[[ Exercise material open ]]

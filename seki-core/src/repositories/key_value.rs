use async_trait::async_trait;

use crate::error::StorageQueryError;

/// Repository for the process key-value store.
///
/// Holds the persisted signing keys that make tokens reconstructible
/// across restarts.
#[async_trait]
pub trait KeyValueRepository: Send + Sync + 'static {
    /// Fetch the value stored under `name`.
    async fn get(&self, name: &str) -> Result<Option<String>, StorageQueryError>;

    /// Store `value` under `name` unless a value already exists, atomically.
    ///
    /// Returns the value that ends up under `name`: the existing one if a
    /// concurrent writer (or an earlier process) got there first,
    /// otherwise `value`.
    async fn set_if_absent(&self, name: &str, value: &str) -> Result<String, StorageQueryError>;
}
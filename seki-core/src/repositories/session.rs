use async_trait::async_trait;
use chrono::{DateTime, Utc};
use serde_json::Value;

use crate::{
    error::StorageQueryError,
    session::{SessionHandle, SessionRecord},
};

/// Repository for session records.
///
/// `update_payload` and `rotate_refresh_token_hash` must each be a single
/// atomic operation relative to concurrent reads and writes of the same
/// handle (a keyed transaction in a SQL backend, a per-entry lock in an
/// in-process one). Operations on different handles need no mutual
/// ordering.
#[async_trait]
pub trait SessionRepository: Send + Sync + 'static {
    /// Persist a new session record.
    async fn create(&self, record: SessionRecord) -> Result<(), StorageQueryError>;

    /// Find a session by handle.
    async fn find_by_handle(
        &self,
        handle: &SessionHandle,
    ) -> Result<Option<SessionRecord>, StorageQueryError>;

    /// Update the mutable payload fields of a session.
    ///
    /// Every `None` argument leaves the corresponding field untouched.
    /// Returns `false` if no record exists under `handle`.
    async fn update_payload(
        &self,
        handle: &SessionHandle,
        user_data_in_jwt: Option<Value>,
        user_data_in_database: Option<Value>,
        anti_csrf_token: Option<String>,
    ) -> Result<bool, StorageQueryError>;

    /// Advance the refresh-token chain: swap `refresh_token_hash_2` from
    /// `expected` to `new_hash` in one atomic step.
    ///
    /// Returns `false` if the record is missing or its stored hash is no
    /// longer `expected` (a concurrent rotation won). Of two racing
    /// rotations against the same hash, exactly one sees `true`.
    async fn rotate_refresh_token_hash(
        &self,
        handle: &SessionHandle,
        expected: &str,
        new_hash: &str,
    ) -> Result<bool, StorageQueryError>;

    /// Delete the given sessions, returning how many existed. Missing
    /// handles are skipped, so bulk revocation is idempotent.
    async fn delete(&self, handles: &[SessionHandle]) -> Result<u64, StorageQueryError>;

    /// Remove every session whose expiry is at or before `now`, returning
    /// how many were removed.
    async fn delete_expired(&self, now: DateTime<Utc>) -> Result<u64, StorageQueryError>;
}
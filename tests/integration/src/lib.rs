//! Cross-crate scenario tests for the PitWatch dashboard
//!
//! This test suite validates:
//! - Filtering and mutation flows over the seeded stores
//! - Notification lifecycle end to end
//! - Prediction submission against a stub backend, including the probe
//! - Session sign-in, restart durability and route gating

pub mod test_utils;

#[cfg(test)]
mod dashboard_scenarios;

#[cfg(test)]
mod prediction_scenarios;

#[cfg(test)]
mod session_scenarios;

[[ Exercise material closed ]]

## Your goal
Reproduce the records above in their entirety, unchanged.

## Problem solution
filename seki-core/src/repositories/key_value.rs
use async_trait::async_trait;

use crate::error::StorageQueryError;

/// Repository for the process key-value store.
///
/// Holds the persisted signing keys that make tokens reconstructible
/// across restarts.
#[async_trait]
pub trait KeyValueRepository: Send + Sync + 'static {
    /// Fetch the value stored under `name`.
    async fn get(&self, name: &str) -> Result<Option<String>, StorageQueryError>;

    /// Store `value` under `name` unless a value already exists, atomically.
    ///
    /// Returns the value that ends up under `name`: the existing one if a
    /// concurrent writer (or an earlier process) got there first,
    /// otherwise `value`.
    async fn set_if_absent(&self, name: &str, value: &str) -> Result<String, StorageQueryError>;
}
filename seki-core/src/repositories/session.rs
use async_trait::async_trait;
use chrono::{DateTime, Utc};
use serde_json::Value;

use crate::{
    error::StorageQueryError,
    session::{SessionHandle, SessionRecord},
};

/// Repository for session records.
///
/// `update_payload` and `rotate_refresh_token_hash` must each be a single
/// atomic operation relative to concurrent reads and writes of the same
/// handle (a keyed transaction in a SQL backend, a per-entry lock in an
/// in-process one). Operations on different handles need no mutual
/// ordering.
#[async_trait]
pub trait SessionRepository: Send + Sync + 'static {
    /// Persist a new session record.
    async fn create(&self, record: SessionRecord) -> Result<(), StorageQueryError>;

    /// Find a session by handle.
    async fn find_by_handle(
        &self,
        handle: &SessionHandle,
    ) -> Result<Option<SessionRecord>, StorageQueryError>;

    /// Update the mutable payload fields of a session.
    ///
    /// Every `None` argument leaves the corresponding field untouched.
    /// Returns `false` if no record exists under `handle`.
    async fn update_payload(
        &self,
        handle: &SessionHandle,
        user_data_in_jwt: Option<Value>,
        user_data_in_database: Option<Value>,
        anti_csrf_token: Option<String>,
    ) -> Result<bool, StorageQueryError>;

    /// Advance the refresh-token chain: swap `refresh_token_hash_2` from
    /// `expected` to `new_hash` in one atomic step.
    ///
    /// Returns `false` if the record is missing or its stored hash is no
    /// longer `expected` (a concurrent rotation won). Of two racing
    /// rotations against the same hash, exactly one sees `true`.
    async fn rotate_refresh_token_hash(
        &self,
        handle: &SessionHandle,
        expected: &str,
        new_hash: &str,
    ) -> Result<bool, StorageQueryError>;

    /// Delete the given sessions, returning how many existed. Missing
    /// handles are skipped, so bulk revocation is idempotent.
    async fn delete(&self, handles: &[SessionHandle]) -> Result<u64, StorageQueryError>;

    /// Remove every session whose expiry is at or before `now`, returning
    /// how many were removed.
    async fn delete_expired(&self, now: DateTime<Utc>) -> Result<u64, StorageQueryError>;
}
filename tests/integration/src/lib.rs
//! Cross-crate scenario tests for the PitWatch dashboard
//!
//! This test suite validates:
//! - Filtering and mutation flows over the seeded stores
//! - Notification lifecycle end to end
//! - Prediction submission against a stub backend, including the probe
//! - Session sign-in, restart durability and route gating

pub mod test_utils;

#[cfg(test)]
mod dashboard_scenarios;

#[cfg(test)]
mod prediction_scenarios;

#[cfg(test)]
mod session_scenarios;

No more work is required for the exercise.